LAHORE: The Organization of Oil Exporting Countries, namely OPEC, met on Sunday to discuss the production targets of crude oil for the next two months. Moreover, the EU decided to impose an embargo on Russian imports and G7 decided to cap the price of the Russian crude oil at $60. All this has caused the crude oil market to behave more abnormally than it should have. To understand all this, here is a little context.
Crude Oil is one of the most important commodities of the world, the by-products of which are LNG, Petrol, Diesel, Jet fuel and Furnace Oil etc. In 1960, to negotiate the prices of Crude oil with the world and to have a united front, The Organization of Oil Exporting Countries (OPEC) was formed. Since then, OPEC has been able to acquire 13 members. An extended alliance of the OPEC is called OPEC+, that not only has the 13 OPEC members but also includes additional 10 producers of crude oil, including Russia. Together, OPEC+ controls more than 60% of the entire world’s crue oil and is, therefore, at the driving seat of crude oil pricing.
Since the last few weeks, the increase of COVID-19 cases in China has raised concerns for the global oil market. The OPEC+ in its last meeting said that they will adhere to the production targets for the rest of this year. Even though there has been a cut back in those targets, China being one of the biggest buyers of crude oil makes a huge impact. This meant that the reduced demand from China would leave surplus crude in the market, which led the prices to fall and the oil market was set to crash even further.
Things took a turn when the G7 countries also decided that they will put a price cap of $60 on the Russian Urals Crude oil. The EU already has an embargo (no trade), going on with Russia, with the increased sanctions from G7, there is a high chance that Russia will take a hit on its energy cash flows. Russia has threatened to not deal with countries who adhered to the $60 price cap. Currently the Russian Urals is trading at a massive 40% discount as compared to Brent oil, where India and China are the only major buyers left in the market.
The markets saw a near 2% increase in prices of Brent and WTI crude, as Russian Crude went out of the mix for more countries after the G7 meeting. The news of Chinese lockdowns starting to ease in a few cities also were a cause of the price spike. Since then, Chinese state channel, Xinhua, has reported that “China’s National Development and Reform Commission will cut gasoline and diesel prices by 440 yuan (about $62.51) per tonne and 425 yuan per tonne, respectively starting Tuesday”. The news has once again caused a decline back to its original price in the Brent and WTI benchmarks.
“The OPEC+ decision to keep production unchanged, along with weak economic data out of China, however, could reverse oil’s price gains” , said Leon Li, a Shanghai-based analyst at CMC Markets.

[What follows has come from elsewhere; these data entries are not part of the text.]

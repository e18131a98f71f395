//! Tracing initialisation for the `bgp-audit` binaries.
//!
//! Without `RUST_LOG`, only this workspace's crates log at the requested
//! level; everything else is held at `warn`. Only the first call installs a
//! subscriber; later calls are ignored.

use tracing::Level;
use tracing_subscriber::layer::SubscriberExt;
use tracing_subscriber::util::SubscriberInitExt;
use tracing_subscriber::{fmt, EnvFilter};

const AUDIT_TARGETS: &[&str] = &["bgp_audit", "bgp_audit_core", "bgp_audit_ssh"];

/// Filter directives used when `RUST_LOG` is unset.
pub fn default_directives(level: Level) -> String {
    let mut directives = vec!["warn".to_string()];
    directives.extend(AUDIT_TARGETS.iter().map(|t| format!("{t}={level}")));
    directives.join(",")
}

/// Install the global subscriber, writing to stderr so stdout stays free
/// for the run summary line.
///
/// * `json`: newline-delimited JSON with the enclosing run span attached.
/// * `level`: verbosity for audit targets when `RUST_LOG` is unset.
pub fn init_tracing(json: bool, level: Level) {
    let env_filter = EnvFilter::try_from_default_env()
        .unwrap_or_else(|_| EnvFilter::new(default_directives(level)));

    let registry = tracing_subscriber::registry().with(env_filter);
    let layer = fmt::layer().with_writer(std::io::stderr).with_target(false);
    if json {
        registry
            .with(layer.json().with_current_span(true))
            .try_init()
            .ok();
    } else {
        registry.with(layer).try_init().ok();
    }
}
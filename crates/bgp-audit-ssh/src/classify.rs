//! Mapping ssh and sshpass exit status to [`SessionError`].

use bgp_audit_core::SessionError;

/// ssh reserves this exit status for its own errors.
pub(crate) const SSH_ERROR_STATUS: i32 = 255;

// sshpass exit codes.
const SSHPASS_WRONG_PASSWORD: i32 = 5;
const SSHPASS_HOST_KEY_UNKNOWN: i32 = 6;
const SSHPASS_HOST_KEY_CHANGED: i32 = 7;

const AUTH_MARKERS: &[&str] = &[
    "Permission denied",
    "Authentication failed",
    "Too many authentication failures",
    "no more authentication methods",
];

const TIMEOUT_MARKERS: &[&str] = &["timed out", "Connection timeout"];

/// Classify a failed ssh invocation.
///
/// `code` is the process exit status (`None` when killed by a signal) and
/// `stderr` its captured error output.
pub fn classify_failure(code: Option<i32>, stderr: &str, via_sshpass: bool) -> SessionError {
    let detail = last_line(stderr)
        .map(str::to_string)
        .unwrap_or_else(|| match code {
            Some(code) => format!("ssh exited with status {code}"),
            None => "ssh terminated by signal".to_string(),
        });

    if via_sshpass {
        match code {
            Some(SSHPASS_WRONG_PASSWORD) => return SessionError::Auth(detail),
            Some(SSHPASS_HOST_KEY_UNKNOWN) => {
                return SessionError::Transport(format!("host key unknown: {detail}"))
            }
            Some(SSHPASS_HOST_KEY_CHANGED) => {
                return SessionError::Transport(format!("host key changed: {detail}"))
            }
            _ => {}
        }
    }

    if AUTH_MARKERS.iter().any(|m| stderr.contains(m)) {
        SessionError::Auth(detail)
    } else if TIMEOUT_MARKERS.iter().any(|m| stderr.contains(m)) {
        SessionError::Timeout(detail)
    } else {
        SessionError::Transport(detail)
    }
}

fn last_line(text: &str) -> Option<&str> {
    text.lines().rev().map(str::trim).find(|l| !l.is_empty())
}
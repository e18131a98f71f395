//! OpenSSH-backed [`RemoteClient`](bgp_audit_core::RemoteClient).
//!
//! Each session is a ControlMaster connection owned by one worker:
//!
//! - connect: spawn a master (`ssh -M -N`) on a private control socket and
//!   poll `ssh -O check` until it is authenticated or exits
//! - execute: run the command over the master
//! - close:   `ssh -O exit`, then reap the master and remove the socket
//!   directory
//!
//! The master process is killed if its session is dropped without closing.
//!
//! Password logins go through `sshpass -e` so the secret never appears on a
//! command line. Records without a password or key use the ssh agent.

mod args;
mod classify;
mod client;
mod error;

pub use args::{HostKeyPolicy, SshTarget};
pub use classify::classify_failure;
pub use client::{SshClient, SshOptions};
pub use error::SshError;
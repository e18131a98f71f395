//! Best-practice rule engine.
//!
//! - [`rule`]: `RuleDef` (declarative) and `Rule` (compiled)
//! - [`set`]: `RuleSet`, ordered and versioned, loaded once at startup
//! - [`defaults`]: the ten built-in BGP checks
//! - [`engine`]: `evaluate()`, a pure function from text to findings

pub mod defaults;
pub mod engine;
pub mod rule;
pub mod set;

pub use engine::{evaluate, missing_practices};
pub use rule::{MarkerDef, Rule, RuleDef};
pub use set::{RuleFile, RuleSet};
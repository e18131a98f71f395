//! Inventory device records.

use serde::{Deserialize, Serialize};
use std::fmt;
use std::path::PathBuf;

/// Login material for a device.
///
/// Treated as an opaque handle by everything except the remote client.
/// `Debug` redacts the password.
#[derive(Clone, PartialEq, Eq, Serialize, Deserialize)]
pub struct Credentials {
    pub username: String,
    #[serde(default, skip_serializing)]
    pub password: Option<String>,
    #[serde(default)]
    pub key_path: Option<PathBuf>,
}

impl Credentials {
    pub fn new(username: impl Into<String>) -> Self {
        Self {
            username: username.into(),
            password: None,
            key_path: None,
        }
    }

    pub fn with_password(mut self, password: impl Into<String>) -> Self {
        self.password = Some(password.into());
        self
    }

    pub fn with_key_path(mut self, key_path: impl Into<PathBuf>) -> Self {
        self.key_path = Some(key_path.into());
        self
    }
}

impl fmt::Debug for Credentials {
    fn fmt(&self, f: &mut fmt::Formatter<'_>) -> fmt::Result {
        f.debug_struct("Credentials")
            .field("username", &self.username)
            .field("password", &self.password.as_ref().map(|_| "<redacted>"))
            .field("key_path", &self.key_path)
            .finish()
    }
}

/// A router to audit. Immutable once loaded; `hostname` is the unique key.
#[derive(Debug, Clone, PartialEq, Eq, Serialize, Deserialize)]
pub struct Device {
    pub hostname: String,
    pub address: String,
    #[serde(default)]
    pub port: Option<u16>,
    pub credentials: Credentials,
    pub device_type: String,
}

impl Device {
    pub fn new(
        hostname: impl Into<String>,
        address: impl Into<String>,
        credentials: Credentials,
        device_type: impl Into<String>,
    ) -> Self {
        Self {
            hostname: hostname.into(),
            address: address.into(),
            port: None,
            credentials,
            device_type: device_type.into(),
        }
    }
}
//! Rule definitions and compiled rules.

use regex::{Regex, RegexBuilder};
use serde::{Deserialize, Serialize};
use std::cell::OnceCell;

use crate::domain::ConfigError;

/// How a rule recognises that a best practice is present.
#[derive(Debug, Clone, PartialEq, Eq, Serialize, Deserialize)]
#[serde(tag = "kind", rename_all = "snake_case")]
pub enum MarkerDef {
    /// Substring containment anywhere in the configuration text.
    Contains {
        pattern: String,
        #[serde(default)]
        case_insensitive: bool,
    },
    /// Regular expression, compiled in multi-line mode.
    Regex {
        pattern: String,
        #[serde(default)]
        case_insensitive: bool,
    },
}

impl MarkerDef {
    pub fn contains(pattern: impl Into<String>) -> Self {
        MarkerDef::Contains {
            pattern: pattern.into(),
            case_insensitive: false,
        }
    }

    pub fn pattern(&self) -> &str {
        match self {
            MarkerDef::Contains { pattern, .. } | MarkerDef::Regex { pattern, .. } => pattern,
        }
    }

    pub fn kind(&self) -> &'static str {
        match self {
            MarkerDef::Contains { .. } => "contains",
            MarkerDef::Regex { .. } => "regex",
        }
    }

    fn case_insensitive(&self) -> bool {
        match self {
            MarkerDef::Contains {
                case_insensitive, ..
            }
            | MarkerDef::Regex {
                case_insensitive, ..
            } => *case_insensitive,
        }
    }
}

/// Declarative form of a rule, as written in a rule file.
#[derive(Debug, Clone, PartialEq, Eq, Serialize, Deserialize)]
pub struct RuleDef {
    pub id: String,
    pub marker: MarkerDef,
    pub recommendation: String,
}

#[derive(Debug, Clone)]
enum Matcher {
    Contains(String),
    /// Pattern already lowercased.
    ContainsFolded(String),
    Regex(Regex),
}

/// A validated, compiled best-practice check.
///
/// Immutable and stateless; shared read-only by every worker.
#[derive(Debug, Clone)]
pub struct Rule {
    def: RuleDef,
    matcher: Matcher,
}

impl Rule {
    /// Validate and compile a rule definition.
    pub fn compile(def: RuleDef) -> Result<Self, ConfigError> {
        let invalid = |reason: &str| ConfigError::InvalidRule {
            id: def.id.clone(),
            reason: reason.to_string(),
        };

        if def.id.trim().is_empty() {
            return Err(invalid("id must not be empty"));
        }
        if def.recommendation.trim().is_empty() {
            return Err(invalid("recommendation must not be empty"));
        }
        if def.marker.pattern().is_empty() {
            return Err(invalid("marker pattern must not be empty"));
        }

        let matcher = match &def.marker {
            MarkerDef::Contains {
                pattern,
                case_insensitive: false,
            } => Matcher::Contains(pattern.clone()),
            MarkerDef::Contains {
                pattern,
                case_insensitive: true,
            } => Matcher::ContainsFolded(pattern.to_lowercase()),
            MarkerDef::Regex {
                pattern,
                case_insensitive,
            } => {
                let regex = RegexBuilder::new(pattern)
                    .multi_line(true)
                    .case_insensitive(*case_insensitive)
                    .build()
                    .map_err(|e| invalid(&format!("invalid regex: {e}")))?;
                Matcher::Regex(regex)
            }
        };

        Ok(Self { def, matcher })
    }

    pub fn id(&self) -> &str {
        &self.def.id
    }

    pub fn recommendation(&self) -> &str {
        &self.def.recommendation
    }

    pub fn definition(&self) -> &RuleDef {
        &self.def
    }

    /// Whether the best-practice marker occurs in `text`.
    ///
    /// `folded` caches the lowercased text across rules; it is only filled
    /// by case-insensitive substring markers.
    pub(crate) fn marker_present(&self, text: &str, folded: &OnceCell<String>) -> bool {
        match &self.matcher {
            Matcher::Contains(pattern) => text.contains(pattern.as_str()),
            Matcher::ContainsFolded(pattern) => folded
                .get_or_init(|| text.to_lowercase())
                .contains(pattern.as_str()),
            Matcher::Regex(regex) => regex.is_match(text),
        }
    }

    /// Stable textual form used for rule set digests.
    pub(crate) fn canonical(&self) -> String {
        format!(
            "{}\0{}\0{}\0{}\0{}",
            self.def.id,
            self.def.marker.kind(),
            self.def.marker.case_insensitive(),
            self.def.marker.pattern(),
            self.def.recommendation
        )
    }
}
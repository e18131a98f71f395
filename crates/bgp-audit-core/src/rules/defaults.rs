//! Built-in BGP best-practice rules.

use super::rule::{MarkerDef, RuleDef};

/// Version tag of the built-in rule table.
pub const BUILTIN_VERSION: u32 = 1;

/// (id, marker substring, recommendation), in evaluation order.
const BUILTIN_RULES: &[(&str, &str, &str)] = &[
    ("synchronization", "synchronization", "no synchronization"),
    ("log-neighbor-changes", "log-neighbor-changes", "log neighbor changes"),
    ("no-auto-summary", "no auto-summary", "no auto-summary"),
    ("remove-private-as", "remove-private-AS", "remove private AS"),
    ("maximum-prefix", "maximum-prefix", "set maximum-prefix limit"),
    ("router-id", "router-id", "use loopback for router-id"),
    ("next-hop-self", "next-hop-self", "set next-hop-self for iBGP neighbors"),
    ("ttl-security", "ttl-security", "enable ttl-security check"),
    ("neighbor-password", "password", "enable neighbor authentication"),
    ("filter-list", "filter-list", "enable neighbor access or filter list"),
];

/// The ten default checks as case-sensitive substring markers.
pub fn builtin_rule_defs() -> Vec<RuleDef> {
    BUILTIN_RULES
        .iter()
        .map(|(id, pattern, recommendation)| RuleDef {
            id: (*id).to_string(),
            marker: MarkerDef::contains(*pattern),
            recommendation: (*recommendation).to_string(),
        })
        .collect()
}

#[cfg(test)]
mod tests {
    use super::*;

    #[test]
    fn test_builtin_has_ten_unique_rules() {
        let defs = builtin_rule_defs();
        assert_eq!(defs.len(), 10);
        let ids: std::collections::HashSet<_> = defs.iter().map(|d| d.id.as_str()).collect();
        assert_eq!(ids.len(), 10);
    }

    #[test]
    fn test_builtin_order_starts_with_synchronization() {
        let defs = builtin_rule_defs();
        assert_eq!(defs[0].recommendation, "no synchronization");
        assert_eq!(defs[9].recommendation, "enable neighbor access or filter list");
    }
}
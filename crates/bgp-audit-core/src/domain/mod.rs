//! Domain models for BGP configuration audits.
//!
//! Canonical definitions for the core entities:
//! - `Device`: one router from the inventory, immutable for the run
//! - `RawConfig`: configuration text fetched from a device
//! - `Finding`: a single missing best practice
//! - `AuditResult`: the atomic, terminal outcome for one device

pub mod device;
pub mod error;
pub mod finding;
pub mod result;

// Re-export main types and errors
pub use device::{Credentials, Device};
pub use error::{AuditError, ConfigError, ConnectError, FetchError, SessionError, WriteError};
pub use finding::{Finding, RawConfig};
pub use result::{AuditResult, Diagnostic, Outcome, Severity, Stage};
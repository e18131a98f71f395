//! In-memory remote client (testing only)
//!
//! `ScriptedClient` satisfies the [`RemoteClient`] contract without touching
//! the network. Each hostname gets a [`DeviceScript`] describing how connect,
//! fetch and close behave, with optional latency. The client records connect
//! attempts, executed commands, closes and peak session concurrency.

use std::collections::HashMap;
use std::sync::atomic::{AtomicUsize, Ordering};
use std::sync::{Arc, Mutex};
use std::time::Duration;

use async_trait::async_trait;

use crate::domain::{Device, SessionError};
use crate::session::{RemoteClient, Session};

// ---------------------------------------------------------------------------
// DeviceScript
// ---------------------------------------------------------------------------

/// Scripted behaviour of one device.
#[derive(Debug, Clone)]
pub struct DeviceScript {
    pub connect: Result<(), SessionError>,
    pub connect_latency: Duration,
    pub output: Result<String, SessionError>,
    pub fetch_latency: Duration,
    pub close: Result<(), SessionError>,
    pub close_latency: Duration,
}

impl DeviceScript {
    /// A healthy device returning `text` for any command.
    pub fn config(text: impl Into<String>) -> Self {
        Self {
            connect: Ok(()),
            connect_latency: Duration::ZERO,
            output: Ok(text.into()),
            fetch_latency: Duration::ZERO,
            close: Ok(()),
            close_latency: Duration::ZERO,
        }
    }

    pub fn connect_error(err: SessionError) -> Self {
        Self {
            connect: Err(err),
            ..Self::config("")
        }
    }

    pub fn fetch_error(err: SessionError) -> Self {
        Self {
            output: Err(err),
            ..Self::config("")
        }
    }

    pub fn with_connect_latency(mut self, latency: Duration) -> Self {
        self.connect_latency = latency;
        self
    }

    pub fn with_fetch_latency(mut self, latency: Duration) -> Self {
        self.fetch_latency = latency;
        self
    }

    pub fn with_close_error(mut self, err: SessionError) -> Self {
        self.close = Err(err);
        self
    }

    pub fn with_close_latency(mut self, latency: Duration) -> Self {
        self.close_latency = latency;
        self
    }
}

// ---------------------------------------------------------------------------
// ScriptedClient
// ---------------------------------------------------------------------------

#[derive(Debug, Default)]
struct Recorded {
    connect_attempts: HashMap<String, usize>,
    commands: HashMap<String, Vec<String>>,
    connect_order: Vec<String>,
    closed: usize,
}

#[derive(Debug, Default)]
struct Gauge {
    current: AtomicUsize,
    peak: AtomicUsize,
}

impl Gauge {
    fn enter(self: &Arc<Self>) -> GaugeGuard {
        let now = self.current.fetch_add(1, Ordering::SeqCst) + 1;
        self.peak.fetch_max(now, Ordering::SeqCst);
        GaugeGuard(Arc::clone(self))
    }
}

/// Decrements the gauge when the session (or failed connect) goes away.
#[derive(Debug)]
struct GaugeGuard(Arc<Gauge>);

impl Drop for GaugeGuard {
    fn drop(&mut self) {
        self.0.current.fetch_sub(1, Ordering::SeqCst);
    }
}

/// In-memory client driven by per-host scripts.
#[derive(Debug, Default)]
pub struct ScriptedClient {
    scripts: HashMap<String, DeviceScript>,
    fallback: Option<DeviceScript>,
    recorded: Arc<Mutex<Recorded>>,
    gauge: Arc<Gauge>,
}

impl ScriptedClient {
    pub fn new() -> Self {
        Self::default()
    }

    pub fn with_device(mut self, hostname: &str, script: DeviceScript) -> Self {
        self.scripts.insert(hostname.to_string(), script);
        self
    }

    /// Script used for hosts without their own entry.
    pub fn with_fallback(mut self, script: DeviceScript) -> Self {
        self.fallback = Some(script);
        self
    }

    pub fn connect_attempts(&self, hostname: &str) -> usize {
        let recorded = self.recorded.lock().unwrap();
        recorded.connect_attempts.get(hostname).copied().unwrap_or(0)
    }

    pub fn commands_for(&self, hostname: &str) -> Vec<String> {
        let recorded = self.recorded.lock().unwrap();
        recorded.commands.get(hostname).cloned().unwrap_or_default()
    }

    /// Hostnames in the order their first connect attempt started.
    pub fn connect_order(&self) -> Vec<String> {
        self.recorded.lock().unwrap().connect_order.clone()
    }

    pub fn closed_count(&self) -> usize {
        self.recorded.lock().unwrap().closed
    }

    /// Sessions (including in-progress connects) alive right now.
    pub fn in_flight(&self) -> usize {
        self.gauge.current.load(Ordering::SeqCst)
    }

    /// Highest number of simultaneously alive sessions observed.
    pub fn peak_in_flight(&self) -> usize {
        self.gauge.peak.load(Ordering::SeqCst)
    }
}

#[async_trait]
impl RemoteClient for ScriptedClient {
    async fn connect(&self, device: &Device) -> Result<Box<dyn Session>, SessionError> {
        let hostname = device.hostname.clone();
        {
            let mut recorded = self.recorded.lock().unwrap();
            let attempts = recorded
                .connect_attempts
                .entry(hostname.clone())
                .or_insert(0);
            *attempts += 1;
            if *attempts == 1 {
                recorded.connect_order.push(hostname.clone());
            }
        }

        let script = self
            .scripts
            .get(&hostname)
            .or(self.fallback.as_ref())
            .cloned()
            .ok_or_else(|| SessionError::Transport(format!("unknown host {hostname}")))?;

        let guard = self.gauge.enter();
        tokio::time::sleep(script.connect_latency).await;
        script.connect.clone()?;

        Ok(Box::new(ScriptedSession {
            hostname,
            script,
            recorded: Arc::clone(&self.recorded),
            _guard: guard,
        }))
    }
}

struct ScriptedSession {
    hostname: String,
    script: DeviceScript,
    recorded: Arc<Mutex<Recorded>>,
    _guard: GaugeGuard,
}

#[async_trait]
impl Session for ScriptedSession {
    async fn execute(&mut self, command: &str) -> Result<String, SessionError> {
        self.recorded
            .lock()
            .unwrap()
            .commands
            .entry(self.hostname.clone())
            .or_default()
            .push(command.to_string());
        tokio::time::sleep(self.script.fetch_latency).await;
        self.script.output.clone()
    }

    async fn close(&mut self) -> Result<(), SessionError> {
        tokio::time::sleep(self.script.close_latency).await;
        self.recorded.lock().unwrap().closed += 1;
        self.script.close.clone()
    }
}
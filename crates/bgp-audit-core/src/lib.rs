//! BGP configuration auditing.
//!
//! Fetches the BGP configuration of every router in an inventory with a
//! bounded number of concurrent sessions, checks it against an ordered set
//! of best-practice rules and appends per-device recommendations to a report.
//!
//! The pieces, bottom-up:
//!
//! - [`rules`]: pure rule engine over configuration text
//! - [`session`]: the remote command-execution client seam
//! - [`worker`]: one device, connect → fetch → evaluate → release
//! - [`coordinator`]: bounded fan-out with input-ordered results
//! - [`sink`]: single-writer recommendation report

pub mod config;
pub mod coordinator;
pub mod domain;
pub mod fakes;
pub mod inventory;
pub mod obs;
pub mod reporting;
pub mod rules;
pub mod session;
pub mod sink;
pub mod snapshot;
pub mod telemetry;
pub mod worker;

pub use config::{AuditConfig, AuditOptions};
pub use coordinator::{AuditRun, Coordinator, RunStatus, RunSummary};
pub use domain::{
    AuditError, AuditResult, ConfigError, ConnectError, Credentials, Device, Diagnostic,
    FetchError, Finding, Outcome, RawConfig, SessionError, Severity, Stage, WriteError,
};
pub use reporting::{write_run_summary_json, RunSummaryArtifact};
pub use rules::{evaluate, RuleSet};
pub use session::{RemoteClient, Session};
pub use sink::ReportSink;
pub use snapshot::SnapshotStore;
pub use telemetry::init_tracing;
pub use worker::AuditContext;

/// Crate version, reported by the CLI.
pub const VERSION: &str = env!("CARGO_PKG_VERSION");
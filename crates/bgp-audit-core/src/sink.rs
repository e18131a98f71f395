//! Recommendation report.
//!
//! The report is an append-only text file with one block per device:
//!
//! ```text
//! Recommendations for edge-1:
//! enable ttl-security check
//! set maximum-prefix limit
//!
//! edge-2: audit failed at connect — authentication failed: bad password
//!
//! ```
//!
//! All writes go through one [`ReportSink`]. A batch is rendered in full and
//! written under a single lock, so blocks from concurrent callers never
//! interleave.

use std::path::{Path, PathBuf};

use tokio::fs::{File, OpenOptions};
use tokio::io::AsyncWriteExt;
use tokio::sync::Mutex;

use crate::domain::{AuditResult, Outcome, WriteError};

/// Line written for a device audited without findings.
pub const NO_ISSUES_LINE: &str = "No issues found.";

/// Render the report block for one device, including its trailing blank line.
pub fn render_block(result: &AuditResult) -> String {
    let mut out = String::new();
    match &result.outcome {
        Outcome::Success { findings } => {
            out.push_str(&format!("Recommendations for {}:\n", result.hostname));
            if findings.is_empty() {
                out.push_str(NO_ISSUES_LINE);
                out.push('\n');
            }
            for finding in findings {
                out.push_str(&finding.recommendation);
                out.push('\n');
            }
        }
        Outcome::Failure { stage, reason } => {
            out.push_str(&format!(
                "{}: audit failed at {} — {}\n",
                result.hostname, stage, reason
            ));
        }
    }
    out.push('\n');
    out
}

/// Render a batch of blocks in the given order.
pub fn render_report(results: &[AuditResult]) -> String {
    results.iter().map(render_block).collect()
}

/// Single-writer sink for the recommendation report.
#[derive(Debug)]
pub struct ReportSink {
    path: PathBuf,
    file: Mutex<File>,
}

impl ReportSink {
    /// Open (or create) the report in append mode.
    pub async fn open(path: impl Into<PathBuf>) -> Result<Self, WriteError> {
        let path = path.into();
        if let Some(parent) = path.parent().filter(|p| !p.as_os_str().is_empty()) {
            tokio::fs::create_dir_all(parent)
                .await
                .map_err(|e| WriteError::io(parent, e))?;
        }
        let file = OpenOptions::new()
            .create(true)
            .append(true)
            .open(&path)
            .await
            .map_err(|e| WriteError::io(&path, e))?;
        Ok(Self {
            path,
            file: Mutex::new(file),
        })
    }

    pub fn path(&self) -> &Path {
        &self.path
    }

    /// Append one block per result, in the order given.
    ///
    /// The batch is flushed before returning; any error is fatal for the run.
    pub async fn record(&self, results: &[AuditResult]) -> Result<(), WriteError> {
        if results.is_empty() {
            return Ok(());
        }
        let rendered = render_report(results);

        let mut file = self.file.lock().await;
        file.write_all(rendered.as_bytes())
            .await
            .map_err(|e| WriteError::io(&self.path, e))?;
        file.flush()
            .await
            .map_err(|e| WriteError::io(&self.path, e))?;
        file.sync_data()
            .await
            .map_err(|e| WriteError::io(&self.path, e))?;
        Ok(())
    }
}

#[cfg(test)]
mod tests {
    use super::*;
    use crate::domain::{Finding, Stage};

    fn finding(hostname: &str, rule_id: &str, recommendation: &str) -> Finding {
        Finding {
            hostname: hostname.to_string(),
            rule_id: rule_id.to_string(),
            recommendation: recommendation.to_string(),
        }
    }

    #[test]
    fn test_render_block_with_findings() {
        let result = AuditResult::success(
            "edge-1",
            vec![
                finding("edge-1", "ttl-security", "enable ttl-security check"),
                finding("edge-1", "maximum-prefix", "set maximum-prefix limit"),
            ],
        );
        assert_eq!(
            render_block(&result),
            "Recommendations for edge-1:\nenable ttl-security check\nset maximum-prefix limit\n\n"
        );
    }

    #[test]
    fn test_render_block_without_findings_is_explicit() {
        let block = render_block(&AuditResult::success("edge-2", vec![]));
        assert_eq!(block, "Recommendations for edge-2:\nNo issues found.\n\n");
    }

    #[test]
    fn test_render_block_failure_states_stage_and_reason() {
        let result = AuditResult::failure("edge-3", Stage::Connect, "authentication failed: denied");
        assert_eq!(
            render_block(&result),
            "edge-3: audit failed at connect — authentication failed: denied\n\n"
        );
    }

    #[tokio::test]
    async fn test_record_appends_in_order() {
        let dir = tempfile::tempdir().unwrap();
        let path = dir.path().join("reports").join("recommendations.txt");
        std::fs::create_dir_all(path.parent().unwrap()).unwrap();
        std::fs::write(&path, "previous run\n\n").unwrap();

        let sink = ReportSink::open(&path).await.unwrap();
        sink.record(&[
            AuditResult::success("b", vec![]),
            AuditResult::cancelled("a", Stage::Fetch),
        ])
        .await
        .unwrap();

        let content = std::fs::read_to_string(&path).unwrap();
        assert_eq!(
            content,
            "previous run\n\nRecommendations for b:\nNo issues found.\n\na: audit failed at fetch — cancelled\n\n"
        );
    }

    #[tokio::test]
    async fn test_open_creates_missing_parent() {
        let dir = tempfile::tempdir().unwrap();
        let path = dir.path().join("nested").join("out.txt");
        let sink = ReportSink::open(&path).await.unwrap();
        sink.record(&[]).await.unwrap();
        assert!(path.exists());
        assert_eq!(sink.path(), path.as_path());
    }

    #[tokio::test]
    async fn test_open_fails_when_parent_is_a_file() {
        let dir = tempfile::tempdir().unwrap();
        let blocker = dir.path().join("blocker");
        std::fs::write(&blocker, "x").unwrap();

        let err = ReportSink::open(blocker.join("out.txt")).await.unwrap_err();
        assert!(matches!(err, WriteError::Io { .. }));
    }
}
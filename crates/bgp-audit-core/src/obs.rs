//! Structured observability hooks for audit run lifecycle events.
//!
//! Events use a stable `event` field so log pipelines can filter on it:
//! `audit.run_started`, `audit.device_finished`, `audit.run_timed_out`,
//! `audit.run_finished`, `audit.diagnostic`.

use std::time::Duration;

use tracing::{debug, info, warn};
use uuid::Uuid;

use crate::coordinator::RunSummary;
use crate::domain::{AuditResult, Diagnostic, Outcome, Severity};

/// Emit event: run started.
pub fn emit_run_started(run_id: &Uuid, devices: usize, max_parallel: usize) {
    info!(
        event = "audit.run_started",
        run_id = %run_id,
        devices = devices,
        max_parallel = max_parallel,
    );
}

/// Emit event: one device reached its terminal outcome.
pub fn emit_device_finished(result: &AuditResult, duration: Duration) {
    match &result.outcome {
        Outcome::Success { findings } => debug!(
            event = "audit.device_finished",
            hostname = %result.hostname,
            status = "success",
            findings = findings.len(),
            duration_ms = duration.as_millis() as u64,
        ),
        Outcome::Failure { stage, reason } => debug!(
            event = "audit.device_finished",
            hostname = %result.hostname,
            status = "failure",
            stage = %stage,
            reason = %reason,
            duration_ms = duration.as_millis() as u64,
        ),
    }
}

/// Emit event: the run-level timeout fired and cancellation began.
pub fn emit_run_timed_out(run_id: &Uuid, limit: Duration) {
    warn!(
        event = "audit.run_timed_out",
        run_id = %run_id,
        limit_secs = limit.as_secs(),
    );
}

/// Emit event: run finished with per-outcome counts.
pub fn emit_run_finished(run_id: &Uuid, summary: &RunSummary, duration: Duration) {
    info!(
        event = "audit.run_finished",
        run_id = %run_id,
        total = summary.total,
        succeeded = summary.succeeded,
        failed = summary.failed,
        cancelled = summary.cancelled,
        findings = summary.findings,
        duration_ms = duration.as_millis() as u64,
    );
}

/// Emit worker diagnostics, once per run, at their own severity.
pub fn emit_diagnostics(diagnostics: &[Diagnostic]) {
    for d in diagnostics {
        let stage = d.stage.map(|s| s.as_str()).unwrap_or("release");
        match d.severity {
            Severity::Debug => {
                debug!(event = "audit.diagnostic", hostname = %d.hostname, stage, "{}", d.message)
            }
            Severity::Info => {
                info!(event = "audit.diagnostic", hostname = %d.hostname, stage, "{}", d.message)
            }
            Severity::Warn => {
                warn!(event = "audit.diagnostic", hostname = %d.hostname, stage, "{}", d.message)
            }
        }
    }
}

/// Log one warning per failed device.
pub fn emit_failures(results: &[AuditResult]) {
    for result in results {
        if let Outcome::Failure { stage, reason } = &result.outcome {
            warn!(
                event = "audit.device_failed",
                hostname = %result.hostname,
                stage = %stage,
                reason = %reason,
            );
        }
    }
}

What does this mean for Pakistan? Pakistan is currently under an IMF program. To procure affordable petrol, that doesn’t cause inflation to go up, is paramount to Pakistan’s position in that program. This is because the program hinges on the petroleum levy, and therefore on the crude oil price. Petroleum Minister Musaddek Malik has hinted at progress that was made in his recent trip to Russia.
Russia or Arab oil; prices coming down is a positive sign for Pakistan and its people. Last week, the government increased the levy on diesel and light diesel oil, signaling that price falls might not translate into tax breaks. However, the winner will be the crippling economy of Pakistan in either case, whether it comes in the form of a primary surplus or retail price decrease. What happens, though, if China deals with the new wave of COVID and OPEC’s reduced production targets still remain intact, is only a pessimist’s guess at this point.